Richard Laffitte (Foto: Ville de Menton)

Richard Laffitte (Foto: Ville de Menton)

Il 28 ottobre 2023, allo stadio Lucien-Rhein, la città ha reso omaggio a Richard Laffitte, personalità emblematica mentonese scomparso il 28 novembre 2022.

Aperta da Cédric Monteiro ed Éric Formento, eletti nel consiglio comunale ed ex giocatori del Rapid, la cerimonia è proseguita con la scoperta di una targa da parte del sindaco, Yves Juhel, e dai parenti di Laffitte, in presenza di moltissimi eletti, amici e giocatori del Rapid, tra cui Patrice Novelli, Primo vice e presidente onorario. Targa sulla quale si può leggere: «Tribune Ouest - Richard Laffitte - 1937-2022».

Nato il 25 agosto 1937 a Mentone, in rue du Palmier, da una madre di origine italiana e da un padre Mentonese impiegato alla Cie générale des Eaux, Richard Laffitte è cresciuto nella Città Vecchia dove frequenta la scuola (oggi Hôtel-de-Ville e poi Collège de garçons). In parallelo, frequenta il patronato Saint-Louis de Gonzaga de la Garde, dove impara a sunare la tromba e soprattutto giocare a calcio. E se nel foyer Laffitte, il Tour de France è importante, il ragazzo abbandona ben presto la bicicletta per la palla.

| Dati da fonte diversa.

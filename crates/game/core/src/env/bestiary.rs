//! Enemy templates and difficulty tables.

use crate::state::Attributes;

/// Behavioural archetype of an enemy. Informational for now: the decision
/// procedure targets the front-most player regardless of role.
#[derive(Clone, Copy, Debug, Default, PartialEq, Eq, Hash, strum::Display)]
#[cfg_attr(feature = "serde", derive(serde::Serialize, serde::Deserialize))]
#[strum(serialize_all = "snake_case")]
pub enum EnemyRole {
    #[default]
    Minion,
    Assassin,
    Ranged,
    Controller,
    Mastermind,
    Boss,
}

#[derive(Clone, Debug, PartialEq, Eq)]
#[cfg_attr(feature = "serde", derive(serde::Serialize, serde::Deserialize))]
#[cfg_attr(feature = "serde", serde(default))]
pub struct EnemyTemplate {
    pub name: String,
    pub role: EnemyRole,
    pub base_health: i32,
    pub attributes: Attributes,
    pub defense: i32,
    /// Ability commands in priority order.
    pub abilities: Vec<String>,
    pub coin_drop_min: u32,
    pub coin_drop_max: u32,
    pub experience: u32,
}

impl Default for EnemyTemplate {
    fn default() -> Self {
        Self {
            name: String::new(),
            role: EnemyRole::Minion,
            base_health: 50,
            attributes: Attributes::uniform(5),
            defense: 0,
            abilities: Vec::new(),
            coin_drop_min: 10,
            coin_drop_max: 50,
            experience: 25,
        }
    }
}

#[derive(
    Clone,
    Copy,
    Debug,
    PartialEq,
    Eq,
    Hash,
    strum::Display,
    strum::EnumString,
    strum::AsRefStr,
    strum::EnumIter,
)]
#[cfg_attr(feature = "serde", derive(serde::Serialize, serde::Deserialize))]
#[strum(serialize_all = "snake_case", ascii_case_insensitive)]
pub enum Difficulty {
    Easy,
    Medium,
    Hard,
    Deadly,
}

/// One wave: a random regular count in `min..=max` plus fixed bosses.
#[derive(Clone, Copy, Debug, PartialEq, Eq)]
#[cfg_attr(feature = "serde", derive(serde::Serialize, serde::Deserialize))]
#[cfg_attr(feature = "serde", serde(default))]
pub struct WaveSpec {
    pub min_enemies: u32,
    pub max_enemies: u32,
    pub bosses: u32,
}

impl Default for WaveSpec {
    fn default() -> Self {
        Self {
            min_enemies: 1,
            max_enemies: 3,
            bosses: 0,
        }
    }
}

#[derive(Clone, Debug, PartialEq)]
#[cfg_attr(feature = "serde", derive(serde::Serialize, serde::Deserialize))]
pub struct DifficultyProfile {
    pub difficulty: Difficulty,
    pub waves: Vec<WaveSpec>,
    /// Regular enemy template names drawn from uniformly.
    pub enemy_pool: Vec<String>,
    #[cfg_attr(feature = "serde", serde(default))]
    pub boss_pool: Vec<String>,
    pub coin_reward_min: u32,
    pub coin_reward_max: u32,
    pub xp_multiplier: f32,
}

/// Oracle providing enemy templates and per-difficulty encounter tables.
pub trait BestiaryOracle: Send + Sync {
    fn enemy(&self, name: &str) -> Option<&EnemyTemplate>;

    fn difficulty(&self, difficulty: Difficulty) -> Option<&DifficultyProfile>;
}

#[derive(Clone, Debug, Default)]
pub struct Bestiary {
    enemies: Vec<EnemyTemplate>,
    difficulties: Vec<DifficultyProfile>,
}

impl Bestiary {
    pub fn new(enemies: Vec<EnemyTemplate>, difficulties: Vec<DifficultyProfile>) -> Self {
        Self {
            enemies,
            difficulties,
        }
    }

    pub fn enemies(&self) -> &[EnemyTemplate] {
        &self.enemies
    }

    pub fn difficulties(&self) -> &[DifficultyProfile] {
        &self.difficulties
    }
}

impl BestiaryOracle for Bestiary {
    fn enemy(&self, name: &str) -> Option<&EnemyTemplate> {
        self.enemies
            .iter()
            .find(|template| template.name.eq_ignore_ascii_case(name))
    }

    fn difficulty(&self, difficulty: Difficulty) -> Option<&DifficultyProfile> {
        self.difficulties
            .iter()
            .find(|profile| profile.difficulty == difficulty)
    }
}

Sul piano professionale, sarà un insegnante e poi un direttore di scuola estremamente apprezzato per trent'anni. Nel 1958 sposa Francette, una parigina di Parigi. La coppia si trasferisce naturalmente a Mentone perché Richard, innamorato della sua città natale, non concepisce di vivere altrove. Da questa unione nascono Corinne e Laurence. Poi si risposa con Francesca e da questa seconda unione nascerà Melissa. Cinque nipoti verranno ad ampliare la famiglia: Amalia, Ricardo, Kéa, Matilda e Mallory

Per quanto riguarda il calcio, Richard Laffitte debutta  nel patronage de la Garde con il quale vince il campionato della Costa Azzurra. Poi torna al Rapid dove inizia una carriera da calciatore. Debutta nei ranghi dei cadetti, nella posizione di interno destro. In seguito ha lavorato per due stagioni in una squadra giovanile dove gli è stato affidato, per la prima volta, il posto di coda centrale. Ha 17 anni.

Entra nella Division d'Honneur e gioca la sua prima partita contro l'AS Monaco. Nel 1957 rientra all'AS Monaco come stagista. L'anno successivo disputa la semifinale della Coppa di Francia che oppone i monegaschi a Nîmes sul campo di Marsiglia. Il suo nuovo posto tra i professionisti del Principato è quello di posteriore sinistro dove si mostra a suo vantaggio. Purtroppo, una stupida ferita alla caviglia lo tiene lontano dagli stadi per sette mesi.

Dal 1959 al 1961 presta servizio militare ad Algeri dove opera a Gallia d'Algeri. Salva, il suo allenatore, gli cede il posto nella squadra. Nel 1961 torna a Monaco. Nel 1964 vince il titolo di campione di Francia dilettanti. Preselezionato nella nazionale amatoriale francese, deve declinare la sua partecipazione: l'Éducation nationale non gli dà il suo consenso. Il giocatore di testa, soprannominato Testa d'Oro dai suoi compagni, ritorna al suo club d'origine che gioca in Division d'Honneur, che oggi corrisponderebbe a una quarta divisione.

All'inizio degli anni settanta, il Rapid è campione del Sud-Est di CFA e poi vice-campione di Francia, ma perde in finale contro l'AS Nancy-Lorraine: Lucien Oniboni è l'allenatore e Loulou Garnero, direttore sportivo. È l'epoca in cui il Rapid arriverà fino agli ottavi di finale della Coppa di Francia.

Richard Laffitte resterà per tutti un personaggio benevolo, riunificatore e umano. Un secondo papà per gli uni, un educatore per gli altri, un uomo giusto e dal carattere ben temprato per tutti.

Il ricordo finale è del suo grande amico, Francis Zunino: "Ciò che fece la grandezza di Richard, è la sua figura tipicamente locale considerata parte integrante del nostro patrimonio e che si è adoperato per perpetuarla senza difficoltà e con grande successo".